Наши были попроще, без изысков - неприятельских раненых просто прикололи, ну и трофеи собрали. Немцы на своей половине раненых русских хоронили живьем. А после Пальцига, вспоминал Прозоровский, кроме перемен с дисциплиной и отказом от вина, еще больше наши солдаты: «всех уже удивили после сражения, где неприятель оставил своих убитых и так же раненых. Прежде они имели обычай часто прикалывать раненых, и всех без изъятия грабить. Тут, напротив того, оказывали совершенное человеколюбие, так что даже денег у убитых прусских солдат и офицеров не брали, а раненым носили пить воду своими манерками, клали их от жару солнечного с бережением под тень, к лесу. Когда ж приказано было всех неприятельских убитых похоронить, а раненых собрать для перевязки, то посыльные как шли с доброй воли, так и носили их со всей возможной бережливостью, дабы не умножить движением переноски их страдание. И когда многие из нас похваляли их такое хорошее поведение и человеколюбие, то они отвечали, что всякий солдат сему жребию подвержен, так как каждый из них долгом своему государю обязан исполнить свою должность, пока сражается неприятель, - по-неприятельски с ним поступать должно, а когда кто в руках, тому тем более надо подать помощь, что сие самое с ними случится может».
Гальдер
Цорндорф в нашей истории повторяется с пугающей регулярностью. Мы легко и бездумно забываем собственный опыт, расплачиваемся за это кровавыми уроками, потом быстро учимся.

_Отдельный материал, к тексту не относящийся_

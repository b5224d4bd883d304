use crate::ws::WsStream;

pub(crate) enum WsMessage {
    /// Replacement signalling channel after a resume.
    Ws(Box<WsStream>),
    /// New heartbeat interval, in milliseconds.
    SetKeepalive(f64),
    /// Desired speaking state around a play episode.
    Speaking(bool),
    Poison,
}
pub(crate) mod message;
pub(crate) mod player;
pub(crate) mod udp_rx;
pub(crate) mod ws;

use super::{connection::Connection, ConnectionStatus, SharedState};
use crate::{
    events::{EventSink, VoiceEvent},
    manager::RegistryHandle,
    speakers::SpeakerRegistry,
    Config,
    Error,
};
use flume::{Receiver, Sender};
use message::*;
use std::sync::Arc;
use tokio::spawn;
use tracing::{debug, trace};

/// Everything the per-connection serializer task needs to run.
pub(crate) struct Core {
    pub config: Config,
    pub shared: Arc<SharedState>,
    pub speakers: Arc<SpeakerRegistry>,
    pub registry: Option<RegistryHandle>,
}

pub(crate) fn start(
    core: Core,
    events: EventSink,
    rx: Receiver<CoreMessage>,
    tx: Sender<CoreMessage>,
) {
    spawn(async move {
        trace!("Driver started.");
        runner(core, events, rx, tx).await;
        trace!("Driver finished.");
    });
}

/// Serialises every state transition for one connection.
///
/// Signalling callbacks, UDP failures, playback commands, and teardown all
/// funnel through this loop, so the connection's fields are never touched
/// concurrently.
async fn runner(core: Core, events: EventSink, rx: Receiver<CoreMessage>, tx: Sender<CoreMessage>) {
    let interconnect = Interconnect {
        core: tx,
        events: events.clone(),
    };

    let mut connection: Option<Connection> = None;

    let set_status = |new: ConnectionStatus| {
        let old = core.shared.swap_status(new);
        if old != new {
            events.fire(VoiceEvent::StateChange { old, new });
        }
    };

    while let Ok(msg) = rx.recv_async().await {
        match msg {
            CoreMessage::ConnectWithResult(info, result_tx) => {
                set_status(ConnectionStatus::Connecting);

                match Connection::new(
                    info,
                    &interconnect,
                    &core.config,
                    &core.shared,
                    &core.speakers,
                )
                .await
                {
                    Ok(conn) => {
                        connection = Some(conn);
                        set_status(ConnectionStatus::Ready);
                        drop(result_tx.send(Ok(())));
                    },
                    Err(why) => {
                        connection = None;
                        set_status(ConnectionStatus::Disconnected);

                        // The requester may have hung up (fire-and-forget
                        // connects): surface the fault on the event stream
                        // instead of losing it.
                        if result_tx.is_disconnected() {
                            events.error(Error::Connect(why));
                        } else {
                            drop(result_tx.send(Err(why)));
                        }
                    },
                }
            },
            CoreMessage::Play(source) => match &connection {
                Some(conn) => drop(conn.player.send(PlayerMessage::Play(source))),
                None => events.error(Error::NoUdpInfo),
            },
            CoreMessage::Stop =>
                if let Some(conn) = &connection {
                    drop(conn.player.send(PlayerMessage::Stop));
                },
            CoreMessage::Pause =>
                if let Some(conn) = &connection {
                    drop(conn.player.send(PlayerMessage::Pause));
                },
            CoreMessage::Unpause =>
                if let Some(conn) = &connection {
                    drop(conn.player.send(PlayerMessage::Unpause));
                },
            CoreMessage::Reconnect =>
                if let Some(mut conn) = connection.take() {
                    match conn.reconnect(&core.config).await {
                        Ok(()) => connection = Some(conn),
                        Err(why) => {
                            debug!("Resume failed for {:?}: {}", conn.info.guild_id, why);
                            set_status(ConnectionStatus::Disconnected);
                            events.error(Error::Connect(why));
                        },
                    }
                },
            CoreMessage::SignalWsClosure(code) =>
                if connection.is_some() {
                    connection = None;
                    set_status(ConnectionStatus::Disconnected);
                    events.error(Error::WsClosed(code));
                },
            CoreMessage::SignalUdpError(e) => {
                connection = None;
                events.error(Error::Udp(e));
                set_status(ConnectionStatus::Destroyed);
                if let Some(registry) = &core.registry {
                    registry.remove();
                }
                break;
            },
            CoreMessage::Destroy => {
                connection = None;
                set_status(ConnectionStatus::Destroyed);
                if let Some(registry) = &core.registry {
                    registry.remove();
                }
                break;
            },
        }
    }

    trace!("Main thread exited");
}
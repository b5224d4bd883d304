//! Bodies of the voice gateway messages this library sends and receives.

use crate::id::{GuildId, UserId};
use serde::{Deserialize, Serialize};
use std::net::IpAddr;

/// Speaking-state bit indicating ordinary microphone audio.
pub const SPEAKING_MICROPHONE: u8 = 1;

/// Authenticates a brand-new session.
#[derive(Clone, Debug, Deserialize, Eq, Hash, PartialEq, Serialize)]
pub struct Identify {
    /// ID of the guild whose voice server is being joined.
    pub server_id: GuildId,
    /// Session identifier issued by the parent gateway.
    pub session_id: String,
    /// Ephemeral token issued by the parent gateway.
    pub token: String,
    /// ID of the joining user.
    pub user_id: UserId,
}

/// Requests continuation of a dropped session.
#[derive(Clone, Debug, Deserialize, Eq, Hash, PartialEq, Serialize)]
pub struct Resume {
    /// ID of the guild whose voice server is being rejoined.
    pub server_id: GuildId,
    /// Session identifier issued by the parent gateway.
    pub session_id: String,
    /// Ephemeral token issued by the parent gateway.
    pub token: String,
}

/// Announces the client's transport choice after IP discovery.
#[derive(Clone, Debug, Deserialize, Eq, Hash, PartialEq, Serialize)]
pub struct SelectProtocol {
    /// The lone supported value, `"udp"`.
    pub protocol: String,
    /// Externally visible connection details.
    pub data: ProtocolData,
}

/// The NAT-observed endpoint and chosen encryption mode.
#[derive(Clone, Debug, Deserialize, Eq, Hash, PartialEq, Serialize)]
pub struct ProtocolData {
    /// Externally visible IP address, as learned by IP discovery.
    pub address: IpAddr,
    /// Name of the negotiated encryption mode.
    pub mode: String,
    /// Externally visible UDP port.
    pub port: u16,
}

/// Client liveness signal.
///
/// The value is the client's wall clock in milliseconds at send time; the
/// server echoes it in [`HeartbeatAck`], which yields the round-trip time.
#[derive(Clone, Copy, Debug, Deserialize, Eq, Hash, PartialEq, Serialize)]
#[serde(transparent)]
pub struct Heartbeat {
    /// Value to be mirrored by the server.
    pub nonce: u64,
}

/// Server's echo of the last [`Heartbeat`].
#[derive(Clone, Copy, Debug, Deserialize, Eq, Hash, PartialEq, Serialize)]
#[serde(transparent)]
pub struct HeartbeatAck {
    /// The mirrored heartbeat value.
    pub nonce: u64,
}

/// Server's UDP rendezvous details for this session.
#[derive(Clone, Debug, Deserialize, Eq, Hash, PartialEq, Serialize)]
pub struct Ready {
    /// Synchronisation source assigned to this client's RTP stream.
    pub ssrc: u32,
    /// Voice server address to send audio to.
    pub ip: IpAddr,
    /// Voice server UDP port.
    pub port: u16,
    /// Encryption modes the server is willing to negotiate.
    pub modes: Vec<String>,
}

/// Server's delivery of the symmetric key for the session.
#[derive(Clone, Debug, Deserialize, Eq, Hash, PartialEq, Serialize)]
pub struct SessionDescription {
    /// Name of the mode the server settled on.
    pub mode: String,
    /// 32-byte key used by all subsequent data-plane encryption.
    pub secret_key: Vec<u8>,
}

/// Speaking-state change.
///
/// Sent by the client around each play episode, and received whenever a
/// remote user's speaking state changes (which also announces their SSRC).
#[derive(Clone, Debug, Deserialize, Eq, Hash, PartialEq, Serialize)]
pub struct Speaking {
    /// Bitflags; bit 0 ([`SPEAKING_MICROPHONE`]) is ordinary audio.
    pub speaking: u8,
    /// Delay hint; always zero for clients.
    #[serde(skip_serializing_if = "Option::is_none")]
    pub delay: Option<u32>,
    /// The speaker's synchronisation source.
    pub ssrc: u32,
    /// The speaking user; absent on client-sent frames.
    #[serde(skip_serializing_if = "Option::is_none")]
    pub user_id: Option<UserId>,
}

/// Server's first message, fixing the heartbeat cadence.
#[derive(Clone, Copy, Debug, Deserialize, PartialEq, Serialize)]
pub struct Hello {
    /// Interval between heartbeats, in milliseconds.
    pub heartbeat_interval: f64,
}

/// A remote user left the call.
#[derive(Clone, Copy, Debug, Deserialize, Eq, Hash, PartialEq, Serialize)]
pub struct ClientDisconnect {
    /// The departing user.
    pub user_id: UserId,
}
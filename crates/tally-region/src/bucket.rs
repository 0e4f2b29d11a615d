//! A ring slot: one [`BucketTable`] plus the interval it covers.
//!
//! Slot lifecycle, cyclic:
//!
//! ```text
//! Empty ──assign──▶ Active ──(ring moves on)──▶ Retired ──reclaim──▶ Active
//! ```
//!
//! Whether a live bucket is `Active` or `Retired` is a property of the
//! ring (is it the current position?), so [`Bucket`] itself only tracks
//! `Empty` versus live-with-sequence-tag.

use tally_core::{Aggregator, BucketSeq, Interval, Key, Value};

use crate::table::BucketTable;

/// Externally visible state of a ring slot.
#[derive(Clone, Copy, Debug, PartialEq, Eq)]
pub enum BucketState {
    /// Never assigned an interval.
    Empty,
    /// The current bucket, accepting writes.
    Active,
    /// Historical, read-only until reclaimed.
    Retired,
}

/// One ring slot.
pub struct Bucket<K, V> {
    tag: Option<(BucketSeq, Interval)>,
    table: BucketTable<K, V>,
}

impl<K: Key, V: Value> Bucket<K, V> {
    /// An empty slot with a preallocated table.
    pub fn new(slot_count: usize, capacity: usize) -> Self {
        Self {
            tag: None,
            table: BucketTable::new(slot_count, capacity),
        }
    }

    /// Make this slot live for `interval` at ring position `seq`.
    ///
    /// Any surviving entries are evicted through `aggregator` first.
    /// Returns the number of entries evicted.
    pub fn reclaim<A>(&mut self, seq: BucketSeq, interval: Interval, aggregator: &A) -> usize
    where
        A: Aggregator<K, V> + ?Sized,
    {
        let evicted = self.table.clear(aggregator);
        self.tag = Some((seq, interval));
        evicted
    }

    /// Whether this slot currently holds the bucket at `seq`.
    pub fn holds(&self, seq: BucketSeq) -> bool {
        matches!(self.tag, Some((s, _)) if s == seq)
    }

    /// Ring position of the bucket held, if any.
    pub fn seq(&self) -> Option<BucketSeq> {
        self.tag.map(|(s, _)| s)
    }

    /// Interval covered, if live.
    pub fn interval(&self) -> Option<Interval> {
        self.tag.map(|(_, iv)| iv)
    }

    /// The bucket's entries.
    pub fn table(&self) -> &BucketTable<K, V> {
        &self.table
    }

    /// Mutable access for `put`.
    pub fn table_mut(&mut self) -> &mut BucketTable<K, V> {
        &mut self.table
    }
}

#[cfg(test)]
mod tests {
    use super::*;
    use std::sync::atomic::{AtomicUsize, Ordering};
    use tally_core::Timestamp;

    #[derive(Default)]
    struct CountEvictions(AtomicUsize);

    impl Aggregator<u32, u32> for CountEvictions {
        fn combine(&self, acc: &mut u32, incoming: &u32) {
            *acc += *incoming;
        }

        fn on_evict(&self, _key: &u32, _value: &u32) {
            self.0.fetch_add(1, Ordering::Relaxed);
        }
    }

    #[test]
    fn new_bucket_is_empty_and_untagged() {
        let bucket = Bucket::<u32, u32>::new(8, 7);
        assert_eq!(bucket.seq(), None);
        assert_eq!(bucket.interval(), None);
        assert!(!bucket.holds(BucketSeq(0)));
        assert!(bucket.table().is_empty());
    }

    #[test]
    fn reclaim_evicts_and_retags() {
        let agg = CountEvictions::default();
        let mut bucket = Bucket::<u32, u32>::new(8, 7);
        let first = Interval::starting_at(Timestamp(0), 10);
        assert_eq!(bucket.reclaim(BucketSeq(0), first, &agg), 0);
        bucket.table_mut().upsert(1, &1, &agg).unwrap();
        bucket.table_mut().upsert(2, &1, &agg).unwrap();

        let later = Interval::starting_at(Timestamp(40), 10);
        assert_eq!(bucket.reclaim(BucketSeq(4), later, &agg), 2);
        assert_eq!(agg.0.load(Ordering::Relaxed), 2);
        assert!(bucket.holds(BucketSeq(4)));
        assert!(!bucket.holds(BucketSeq(0)));
        assert_eq!(bucket.interval(), Some(later));
        assert!(bucket.table().is_empty());
    }
}
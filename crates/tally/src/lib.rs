//! Tally: fixed-capacity, time-windowed aggregation.
//!
//! Many threads record `(key, value)` events; events are merged per key
//! into the bucket for the current time interval with a caller-supplied
//! associative combine. A ring of buckets holds a bounded window of
//! history, the oldest bucket is evicted as time advances, and queries
//! merge any part of the window.
//!
//! This is the facade crate re-exporting the public API of the Tally
//! sub-crates.
//!
//! # Quick start
//!
//! ```rust
//! use tally::prelude::*;
//!
//! struct AddCounts;
//! impl Aggregator<u32, u64> for AddCounts {
//!     fn combine(&self, acc: &mut u64, incoming: &u64) {
//!         *acc += *incoming;
//!     }
//! }
//!
//! let config = BufferConfig {
//!     interval_secs: 10,
//!     max_bytes: 1024 * 1024,
//!     ..BufferConfig::default()
//! };
//! let buffer: TimeBuffer<u32, u64, _> =
//!     TimeBuffer::with_start(config, AddCounts, Timestamp(0)).unwrap();
//! for _ in 0..5 {
//!     buffer.put(0, 1).unwrap();
//! }
//! assert_eq!(buffer.get_stats().value, 5);
//!
//! buffer.tick(Timestamp(15));
//! assert_eq!(buffer.get_stats_time_interval(Timestamp(0), Timestamp(10)).value, 5);
//! assert_eq!(buffer.get_stats_time_interval(Timestamp(10), Timestamp(20)).distinct_keys, 0);
//! ```
//!
//! # Modules
//!
//! | Module | Sub-crate | Contents |
//! |--------|-----------|----------|
//! | [`types`] | `tally-core` | Timestamps, intervals, errors, `Aggregator`, `Clock` |
//! | [`region`] | `tally-region` | Budget layout and per-bucket tables |
//! | [`engine`] | `tally-engine` | `TimeBuffer`, queries, `Ticker`, registry |

#![deny(missing_docs)]
#![deny(rustdoc::broken_intra_doc_links)]
#![forbid(unsafe_code)]

/// Core types and traits (`tally-core`).
pub use tally_core as types;

/// Region layout and per-bucket tables (`tally-region`).
///
/// [`region::RegionLayout`] and [`region::items_count`] size a buffer
/// before it is built.
pub use tally_region as region;

/// Time buffers, queries and the rotation driver (`tally-engine`).
pub use tally_engine as engine;

/// Common imports.
pub mod prelude {
    pub use tally_core::{
        Aggregator, Clock, FnAggregator, Interval, ManualClock, SystemClock, TallyError, Timestamp,
    };
    pub use tally_engine::{
        items_count, BufferConfig, BufferMetrics, BufferRegistry, ConfigError, LogEvictor,
        QueryRange, Stats, TickReport, Ticker, TimeBuffer, Upsert,
    };
}
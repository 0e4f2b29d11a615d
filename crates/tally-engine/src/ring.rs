//! Fixed-length ring of lockable bucket slots.
//!
//! [`BucketRing`] stores one `Mutex<Bucket>` per slot and an atomic
//! "current" position. Positions are monotonic [`BucketSeq`] values
//! (never wrapping); the slot index is `seq % bucket_count`. Each slot
//! records the sequence number of the bucket it holds so that a reader
//! can verify, after taking the lock, that the slot was not reclaimed
//! for a newer interval between choosing the position and locking.

use std::sync::atomic::{AtomicU64, Ordering};
use std::sync::{Mutex, MutexGuard, PoisonError};

use tally_core::{BucketSeq, Interval, Key, Value};
use tally_region::{Bucket, RegionLayout};

/// Ring of `bucket_count` bucket slots.
///
/// Single rotation driver: only [`Rotation`](crate::rotation) prepares
/// slots and publishes positions, and it does so under its own guard.
/// Any number of threads may lock slots for writing or reading.
pub struct BucketRing<K, V> {
    slots: Vec<Mutex<Bucket<K, V>>>,
    /// Sequence number of the bucket accepting writes. Published with
    /// release ordering only after its slot has been reclaimed and
    /// tagged.
    current: AtomicU64,
    /// Oldest position that may still be live. Raised before a slot is
    /// reclaimed so readers stop visiting the bucket being evicted.
    floor: AtomicU64,
}

// Compile-time assertion: BucketRing must be Send + Sync.
const _: fn() = || {
    fn assert<T: Send + Sync>() {}
    assert::<BucketRing<u64, u64>>();
};

impl<K: Key, V: Value> BucketRing<K, V> {
    /// Preallocate every slot described by `layout`.
    ///
    /// All slots start [`Empty`](tally_region::BucketState::Empty); the
    /// first bucket is installed by the rotation engine.
    ///
    /// # Panics
    ///
    /// Panics if `layout.bucket_count < 2`.
    pub fn new(layout: &RegionLayout) -> Self {
        assert!(
            layout.bucket_count >= 2,
            "BucketRing bucket_count must be >= 2, got {}",
            layout.bucket_count
        );
        let slots = (0..layout.bucket_count)
            .map(|_| Mutex::new(Bucket::new(layout.slots_per_bucket, layout.table_capacity)))
            .collect();
        Self {
            slots,
            current: AtomicU64::new(0),
            floor: AtomicU64::new(0),
        }
    }

    /// Number of slots.
    pub fn bucket_count(&self) -> usize {
        self.slots.len()
    }

    /// Position of the bucket currently accepting writes.
    pub fn current_seq(&self) -> BucketSeq {
        BucketSeq(self.current.load(Ordering::Acquire))
    }

    /// Lock the slot for `seq` if it still holds that bucket.
    ///
    /// Returns `None` if the position was never materialised or has
    /// been reclaimed for a newer interval.
    pub fn lock(&self, seq: BucketSeq) -> Option<MutexGuard<'_, Bucket<K, V>>> {
        let guard = self.lock_slot(seq);
        guard.holds(seq).then_some(guard)
    }

    /// Lock the current bucket.
    ///
    /// Retries if a rotation reclaims the observed slot before the lock
    /// is taken; each retry observes a strictly newer position, so the
    /// loop ends as soon as the rotation driver stops lapping the ring.
    pub fn lock_current(&self) -> (BucketSeq, MutexGuard<'_, Bucket<K, V>>) {
        loop {
            let seq = self.current_seq();
            if let Some(guard) = self.lock(seq) {
                return (seq, guard);
            }
            std::hint::spin_loop();
        }
    }

    /// Positions still resident in the ring, oldest first.
    ///
    /// A position whose slot is being reclaimed is not included. Some of
    /// these may still turn out to be unmaterialised or reclaimed by the
    /// time they are locked; [`lock`](Self::lock) reports that.
    pub fn retained(&self) -> impl Iterator<Item = BucketSeq> {
        let floor = self.floor.load(Ordering::Acquire);
        let current = self.current_seq().0;
        let oldest = current
            .saturating_sub(self.slots.len() as u64 - 1)
            .max(floor);
        (oldest..=current).map(BucketSeq)
    }

    /// Interval of the current bucket.
    ///
    /// Takes only the current slot's lock, never a slot being reclaimed.
    pub fn current_interval(&self) -> Option<Interval> {
        self.lock_current().1.interval()
    }

    /// Lock the slot that `seq` maps to, whatever it holds.
    ///
    /// A poisoned lock is recovered: a panicking callback cannot leave a
    /// table over capacity, only with fewer entries than it counts.
    pub(crate) fn lock_slot(&self, seq: BucketSeq) -> MutexGuard<'_, Bucket<K, V>> {
        self.slots[seq.slot(self.slots.len())]
            .lock()
            .unwrap_or_else(PoisonError::into_inner)
    }

    /// Announce that the slot for `seq` is about to be reclaimed: the
    /// position it held leaves the retained window now.
    pub(crate) fn retire_for(&self, seq: BucketSeq) {
        let floor = seq.0.saturating_sub(self.slots.len() as u64 - 1);
        self.floor.fetch_max(floor, Ordering::AcqRel);
    }

    /// Make `seq` the current position. Its slot must already be tagged.
    pub(crate) fn publish(&self, seq: BucketSeq) {
        self.current.store(seq.0, Ordering::Release);
    }

    /// Iterate over every slot in index order, locking one at a time.
    pub(crate) fn for_each_slot(&self, mut f: impl FnMut(&mut Bucket<K, V>)) {
        for slot in &self.slots {
            let mut guard = slot.lock().unwrap_or_else(PoisonError::into_inner);
            f(&mut guard);
        }
    }
}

Через 180 лет после Фридриха ещё один деятель из тех же мест решил «обратить в бегство эту сволочь при первой атаке», в смысле - обрушить колосса на глиняных ногах. И опять наше руководство крайне неудачно расставило войска: опоздав с развертыванием, позволили немцам бить Красную армию по частям. Ну чем не овраг Фермора!
Огромные потери начального периода войны вынудили Красную армию бросать в бой спешно сколоченные необученные дивизии из новобранцев и ополченцев (помните – Обсервационный корпус), и с тем же результатом. Дрались храбро, но потери… Учиться приходилось в бою, и часто выучиться просто не успевали.
Опять армию и страну спасала стойкость солдат. Научились, закалились, Берлин взяли.
Потом был Горбачев, который решил, что Берлин не стоит мессы. Народец к концу Советской эпохи поизмельчал, и в отличие от Петра III Михаилу Сергеевичу геморроидальные колики не грозят.
Но это будет позже, а пока на 12-й день войны, 3 июля 1941 года, начальник Генерального штаба сухопутных войск Германии генерал-полковник Франц Гальдер записал в своём дневнике: «В целом теперь уже можно сказать, что задача разгрома главных сил русской сухопутной армии перед Западной Двиной и Днепром выполнена… Поэтому, не будет преувеличением сказать, что кампания против России выиграна в течение 14 дней. Конечно, она ещё не закончена. Огромная протяженность территории и упорное сопротивление противника, использующего все средства, будет сковывать наши силы еще в течение многих недель».
Цитату эту любят приводить историки всех мастей: от официальных советских профессоров, до современных дилетантов-ниспровергателей, типа Вити Суворова. Одни на этой цитате строят доказательства преимущества Советского строя и мастерства советской военной школы, другие азартно рассказывают о глупости немецких генералов.
Не правы и те, и другие.
Франц Гальдер был не дураком, а отличным генштабистом, учился всю жизнь. Вывод его о разгроме русской армии и о проигрыше войны СССР был основан на научных постулатах немецкой военной школы, которые убедительно гласили, что страна, проигравшая приграничное сражение так, как его проиграл СССР, войну уже не выиграет.
Просто Россия в очередной раз доказала, что европейские законы у нас не действуют.